Mais derrière ce vide apparent se cache un risque encore plus grand : la croyance dans la neutralité du voca­bulaire libéral, qui tente de s’imposer comme la norme. Raphaël Llorca, doctorant en philosophie du langage à l’EHESS, a planché sur ce sujet et en a tiré le livre La marque Macron. Désillusions du Neutre (aux éditions de L’Aube), à paraître le 8 avril. Il rappelle que le discours est une porte d’entrée vers la compréhension d’une pensée politique, « la pointe émergée de l’iceberg », selon ses propres mots. Quels termes ressortent du discours macroniste ? « “Renouvellement”, trans­for­­mation” et projet”, des termes dépolitisés, sans grandes charges politiques. À ­l’inverse, nation et peuple sont sous-utilisés. » En délaissant les mots traditionnellement employés par le personnel politique, ­Emmanuel ­Macron cherche à prouver qu’il dépasse le clivage gauche/droite avec sa rhétorique du « Nouveau Monde », par opposition à un « Ancien Monde », forcément ringard et caduc.

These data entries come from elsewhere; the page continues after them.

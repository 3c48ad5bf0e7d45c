// Copyright 2025 Neuraville Inc.
// SPDX-License-Identifier: Apache-2.0

//! # nimbus-observability
//!
//! Logging setup shared by the node binary and host tools, with per-crate
//! debug flag support.
//!
//! ## Features
//! - `file-logging`: per-run JSON log files (host only)

/// Crate version from Cargo.toml
pub const VERSION: &str = env!("CARGO_PKG_VERSION");

pub mod cli;
pub mod config;
pub mod init;

// Re-export commonly used items
pub use cli::*;
pub use config::*;
pub use init::*;

/// Workspace crate names accepted by `--debug-<crate>`
pub const KNOWN_CRATES: &[&str] = &[
    "nimbus-config",
    "nimbus-hal",
    "nimbus-neural",
    "nimbus-node",
];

Une façon de s’imposer comme une évidence pour Raphaël Llorca, qui cite Bourdieu, selon lequel la neutralité « travaille à annuler la politique dans un discours politique dépolitisé ». Le piège : naturaliser le discours libéral et le faire passer comme allant de soi. ­Hervé en arrive à la même conclusion : « Les discours d’Emmanuel Macron ne sont pas vraiment désidéologisés. Il se prétend sans idéologie, alors qu’il ne l’est pas du tout. Il emprunte ses mots à la société civile, au champ économique, bref en dehors du champ politique traditionnel. Sous couvert de pragmatisme, il disperse un discours libéral. » Faire passer le libéralisme pour naturel et allant de soi, c’est aussi ça son projet.